Information supplied →
+--
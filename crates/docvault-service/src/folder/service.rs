//! Folder CRUD operations with access enforcement.

use chrono::Utc;
use tracing::info;

use docvault_auth::{require_access, resolve_folder_access, resolve_level};
use docvault_core::types::FolderId;
use docvault_core::{AppResult, ErrorCode};
use docvault_database::{EntityStore, MemoryStore};
use docvault_entity::access::{AccessLevel, DocumentAction};
use docvault_entity::folder::{CreateFolder, Folder, FolderView, UpdateFolder};
use docvault_entity::sanitize::{prepare_name, prepare_optional};
use docvault_entity::user::User;

use crate::context::{RequestContext, load_actor};
use crate::coordinator::SharedStore;
use crate::hierarchy;
use crate::role::assignment;
use crate::visibility::apply_visibility;

/// Manages folder CRUD operations.
#[derive(Debug)]
pub struct FolderService<S: EntityStore = MemoryStore> {
    pub(crate) store: SharedStore<S>,
}

impl<S: EntityStore> FolderService<S> {
    /// Creates a new folder service.
    pub fn new(store: SharedStore<S>) -> Self {
        Self { store }
    }

    /// Creates a child folder. Requires `Publisher` on the parent.
    pub async fn create_folder(&self, ctx: &RequestContext, req: CreateFolder) -> AppResult<Folder> {
        let mut store = self.store.write().await;
        let actor = load_actor(&*store, ctx)?;

        let parent = hierarchy::require_parent(&*store, req.parent_id)?;
        let level = resolve_level(&*store, &actor, parent.id)?;
        require_access(&actor, level, DocumentAction::FolderCreate)?;

        let name = prepare_name(&req.name);
        hierarchy::validate_create(&*store, Some(parent.id), &name)?;

        let now = Utc::now();
        let folder = store.folders_mut().create(Folder {
            id: FolderId::new(),
            name,
            parent_id: Some(parent.id),
            last_editor_id: actor.id,
            created_at: now,
            updated_at: now,
        })?;

        info!(
            user_id = %ctx.user_id,
            folder_id = %folder.id,
            parent_id = %parent.id,
            name = %folder.name,
            "Folder created"
        );
        Ok(folder)
    }

    /// Gets a folder with its visible children and files, together with the
    /// caller's level on it. Requires `Viewer`.
    pub async fn get_folder(&self, ctx: &RequestContext, folder_id: FolderId) -> AppResult<FolderView> {
        let store = self.store.read().await;
        let actor = load_actor(&*store, ctx)?;
        visible_folder(&*store, &actor, folder_id)
    }

    /// The caller's level on a folder.
    pub async fn check_access(&self, ctx: &RequestContext, folder_id: FolderId) -> AppResult<AccessLevel> {
        let store = self.store.read().await;
        let actor = load_actor(&*store, ctx)?;
        let (_, level) = resolve_folder_access(&*store, &actor, folder_id)?;
        Ok(level)
    }

    /// Renames and/or moves a folder.
    ///
    /// Requires `Publisher` on the current parent and, when moving, on the
    /// new parent too. The root folder cannot be updated.
    pub async fn update_folder(
        &self,
        ctx: &RequestContext,
        folder_id: FolderId,
        patch: UpdateFolder,
    ) -> AppResult<Folder> {
        let mut store = self.store.write().await;
        let actor = load_actor(&*store, ctx)?;

        let mut folder = load_folder(&*store, folder_id)?;
        let Some(current_parent) = folder.parent_id else {
            return Err(ErrorCode::RootFolderImmutable.into());
        };
        let level = resolve_level(&*store, &actor, current_parent)?;
        require_access(&actor, level, DocumentAction::FolderUpdate)?;

        let requested_parent = patch.parent_id.and_then(FolderId::present);
        if let Some(new_parent) = requested_parent.filter(|id| *id != current_parent) {
            if store.folders().find_by_id(&new_parent)?.is_none() {
                return Err(ErrorCode::ParentNotFound.into());
            }
            let level = resolve_level(&*store, &actor, new_parent)?;
            require_access(&actor, level, DocumentAction::FolderUpdate)?;
        }
        let parent_id = hierarchy::validate_reparent(&*store, &folder, requested_parent)?
            .unwrap_or(current_parent);

        let name = prepare_optional(patch.name.as_deref()).unwrap_or_else(|| folder.name.clone());
        hierarchy::ensure_unique_name(&*store, parent_id, &name, Some(folder.id))?;

        folder.name = name;
        folder.parent_id = Some(parent_id);
        folder.last_editor_id = actor.id;
        folder.updated_at = Utc::now();
        let folder = store.folders_mut().update(folder)?;

        info!(
            user_id = %ctx.user_id,
            folder_id = %folder.id,
            parent_id = %parent_id,
            name = %folder.name,
            "Folder updated"
        );
        Ok(folder)
    }

    /// Deletes an empty folder and its access roles.
    ///
    /// Requires `Publisher` on the parent. The root folder cannot be deleted.
    pub async fn delete_folder(&self, ctx: &RequestContext, folder_id: FolderId) -> AppResult<()> {
        let mut store = self.store.write().await;
        let actor = load_actor(&*store, ctx)?;

        let folder = load_folder(&*store, folder_id)?;
        let Some(parent_id) = folder.parent_id else {
            return Err(ErrorCode::RootFolderImmutable.into());
        };
        let level = resolve_level(&*store, &actor, parent_id)?;
        require_access(&actor, level, DocumentAction::FolderDelete)?;

        hierarchy::validate_delete(&*store, &folder)?;

        let grants = assignment::delete_folder_grants(&mut *store, folder.id)?;
        store.folders_mut().delete(&folder.id)?;

        info!(
            user_id = %ctx.user_id,
            folder_id = %folder.id,
            access_roles_removed = grants,
            "Folder deleted"
        );
        Ok(())
    }
}

/// Load a folder, failing with `RequiredFolderId` / `FolderNotFound`.
pub(crate) fn load_folder<S>(store: &S, folder_id: FolderId) -> AppResult<Folder>
where
    S: EntityStore + ?Sized,
{
    let folder_id = folder_id.present().ok_or(ErrorCode::RequiredFolderId)?;
    Ok(store
        .folders()
        .find_by_id(&folder_id)?
        .ok_or(ErrorCode::FolderNotFound)?)
}

/// Resolve, authorize (`Viewer`) and filter one folder read.
pub(crate) fn visible_folder<S>(store: &S, actor: &User, folder_id: FolderId) -> AppResult<FolderView>
where
    S: EntityStore + ?Sized,
{
    let (folder, level) = resolve_folder_access(store, actor, folder_id)?;
    require_access(actor, level, DocumentAction::FolderRead)?;
    let contents = store
        .folder_contents(folder.id)?
        .ok_or(ErrorCode::FolderNotFound)?;
    apply_visibility(store, actor, contents, level)
}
+--
Aim of the exercise →
Only the lines from the start of the material through the line containing "together with the" belong in the answer, each copied exactly.

Result for this task →
filename crates/docvault-service/src/folder/service.rs
//! Folder CRUD operations with access enforcement.

use chrono::Utc;
use tracing::info;

use docvault_auth::{require_access, resolve_folder_access, resolve_level};
use docvault_core::types::FolderId;
use docvault_core::{AppResult, ErrorCode};
use docvault_database::{EntityStore, MemoryStore};
use docvault_entity::access::{AccessLevel, DocumentAction};
use docvault_entity::folder::{CreateFolder, Folder, FolderView, UpdateFolder};
use docvault_entity::sanitize::{prepare_name, prepare_optional};
use docvault_entity::user::User;

use crate::context::{RequestContext, load_actor};
use crate::coordinator::SharedStore;
use crate::hierarchy;
use crate::role::assignment;
use crate::visibility::apply_visibility;

/// Manages folder CRUD operations.
#[derive(Debug)]
pub struct FolderService<S: EntityStore = MemoryStore> {
    pub(crate) store: SharedStore<S>,
}

impl<S: EntityStore> FolderService<S> {
    /// Creates a new folder service.
    pub fn new(store: SharedStore<S>) -> Self {
        Self { store }
    }

    /// Creates a child folder. Requires `Publisher` on the parent.
    pub async fn create_folder(&self, ctx: &RequestContext, req: CreateFolder) -> AppResult<Folder> {
        let mut store = self.store.write().await;
        let actor = load_actor(&*store, ctx)?;

        let parent = hierarchy::require_parent(&*store, req.parent_id)?;
        let level = resolve_level(&*store, &actor, parent.id)?;
        require_access(&actor, level, DocumentAction::FolderCreate)?;

        let name = prepare_name(&req.name);
        hierarchy::validate_create(&*store, Some(parent.id), &name)?;

        let now = Utc::now();
        let folder = store.folders_mut().create(Folder {
            id: FolderId::new(),
            name,
            parent_id: Some(parent.id),
            last_editor_id: actor.id,
            created_at: now,
            updated_at: now,
        })?;

        info!(
            user_id = %ctx.user_id,
            folder_id = %folder.id,
            parent_id = %parent.id,
            name = %folder.name,
            "Folder created"
        );
        Ok(folder)
    }

    /// Gets a folder with its visible children and files, together with the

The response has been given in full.